Introduction to Operating Systems

CS 3113, Fall 2022

Project 0

When opening text files, most people only look at the extension of the file to determine the file type extension (e.g. txt, pdf, docx). File type extensions in Linux can be changed as easily as changing the file name. When opening a text file, there are scores of byte encodings that must be decoded and displayed to the user. In this project, you will write a program to read input bytes from the stdin and count and record the occurrence of each character in the file. At the end of the file or when the file is closed, you will write to stdout the list of characters sorted by the number of times the characters appear in the input in order of greatest to least. Note: some characters may be invisible but they should still be printed.

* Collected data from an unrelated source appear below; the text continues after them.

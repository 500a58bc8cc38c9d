use std::fs::File;
use std::io::{BufWriter, Write};
use std::path::{Path, PathBuf};

use serde::{Deserialize, Serialize};

use crate::error::Result;

/// One recognised span of speech, in seconds from the start of the audio.
#[derive(Debug, Clone, PartialEq, Serialize, Deserialize)]
pub struct TranscriptSegment {
    pub start: f64,
    pub end: f64,
    pub text: String,
}

/// Renders segments as SRT. Empty segments keep their index.
pub fn render_srt(segments: &[TranscriptSegment]) -> String {
    let mut out = String::new();
    for (i, segment) in segments.iter().enumerate() {
        out.push_str(&format!(
            "{}\n{} --> {}\n{}\n\n",
            i + 1,
            format_srt_time(segment.start),
            format_srt_time(segment.end),
            segment.text.trim()
        ));
    }
    out
}

pub fn write_srt(path: &Path, segments: &[TranscriptSegment]) -> Result<()> {
    let mut f = BufWriter::new(File::create(path)?);
    f.write_all(render_srt(segments).as_bytes())?;
    f.flush()?;
    Ok(())
}

/// `HH:MM:SS,mmm`, truncated to the millisecond.
pub fn format_srt_time(seconds: f64) -> String {
    let total_ms = (seconds.max(0.0) * 1000.0).floor() as u64;
    let ms = total_ms % 1000;
    let total_sec = total_ms / 1000;
    let s = total_sec % 60;
    let total_min = total_sec / 60;
    let m = total_min % 60;
    let h = total_min / 60;
    format!("{:02}:{:02}:{:02},{:03}", h, m, s, ms)
}

/// Sibling subtitle file: `out/take1.wav` -> `out/take1.srt`.
pub fn subtitle_path(audio: &Path) -> PathBuf {
    audio.with_extension("srt")
}

#[cfg(test)]
mod tests {
    use super::*;

    fn segment(start: f64, end: f64, text: &str) -> TranscriptSegment {
        TranscriptSegment {
            start,
            end,
            text: text.to_string(),
        }
    }

    #[test]
    fn timestamps_truncate_to_milliseconds() {
        assert_eq!(format_srt_time(3725.678), "01:02:05,678");
        assert_eq!(format_srt_time(0.0), "00:00:00,000");
        assert_eq!(format_srt_time(1.9999), "00:00:01,999");
        assert_eq!(format_srt_time(59.5), "00:00:59,500");
        assert_eq!(format_srt_time(-2.0), "00:00:00,000");
    }

    #[test]
    fn renders_records_in_order() {
        let srt = render_srt(&[
            segment(0.0, 1.5, "  Xin chào. "),
            segment(1.5, 3.25, "Tạm biệt."),
        ]);
        assert_eq!(
            srt,
            "1\n00:00:00,000 --> 00:00:01,500\nXin chào.\n\n\
             2\n00:00:01,500 --> 00:00:03,250\nTạm biệt.\n\n"
        );
    }

    #[test]
    fn empty_segments_are_still_indexed() {
        let srt = render_srt(&[
            segment(0.0, 1.0, "a"),
            segment(1.0, 2.0, "   "),
            segment(2.0, 3.0, "b"),
        ]);
        assert!(srt.contains("2\n00:00:01,000 --> 00:00:02,000\n\n\n"));
        assert!(srt.contains("3\n00:00:02,000 --> 00:00:03,000\nb\n\n"));
        assert_eq!(render_srt(&[]), "");
    }

    #[test]
    fn writes_sibling_file() {
        let dir = tempfile::tempdir().expect("tempdir");
        let audio = dir.path().join("take1.wav");
        let srt = subtitle_path(&audio);
        assert_eq!(srt, dir.path().join("take1.srt"));

        write_srt(&srt, &[segment(0.0, 0.5, "hi")]).expect("write");
        let written = std::fs::read_to_string(&srt).expect("read");
        assert_eq!(written, "1\n00:00:00,000 --> 00:00:00,500\nhi\n\n");
    }
}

After doing this project you will have a deep understanding of byte and bit manipulation in C, data structures in C, Unicode, and UTF-8. Each of these skills are important for practical computer science.

Proper Academic Conduct

The code solution to this project must be done individually. There are many Unicode parsers available, do not use the internet to copy solutions to this problem from the network and do not look at or copy solutions from others. However, you may use the Internet for inspiration and you may discuss your general approach with others. To avoid academic dishonesty violations, add all your sources of inspiration to your COLLABORATORS file.

ASCII

The initial Unix/Linux implementations assume a small set of common characters. In 1963, ASCII was first introduced as a seven-bit code that points to all usable characters. Because seven bits are used, ASCII can only include 2^7 or 128 different characters. This limits the number of characters to a subset of English Roman-based alphabets. Because many programming languages and applications have assumed everyone is using ASCII, serious file recognition issues have emerged.

ASCII Table

Around 2008, Unicode and UTF-8 overtook Unicode as the most popular web file type encoding. The web is world wide and this trend has only increased. Below we introduce Unicode and UTF-8.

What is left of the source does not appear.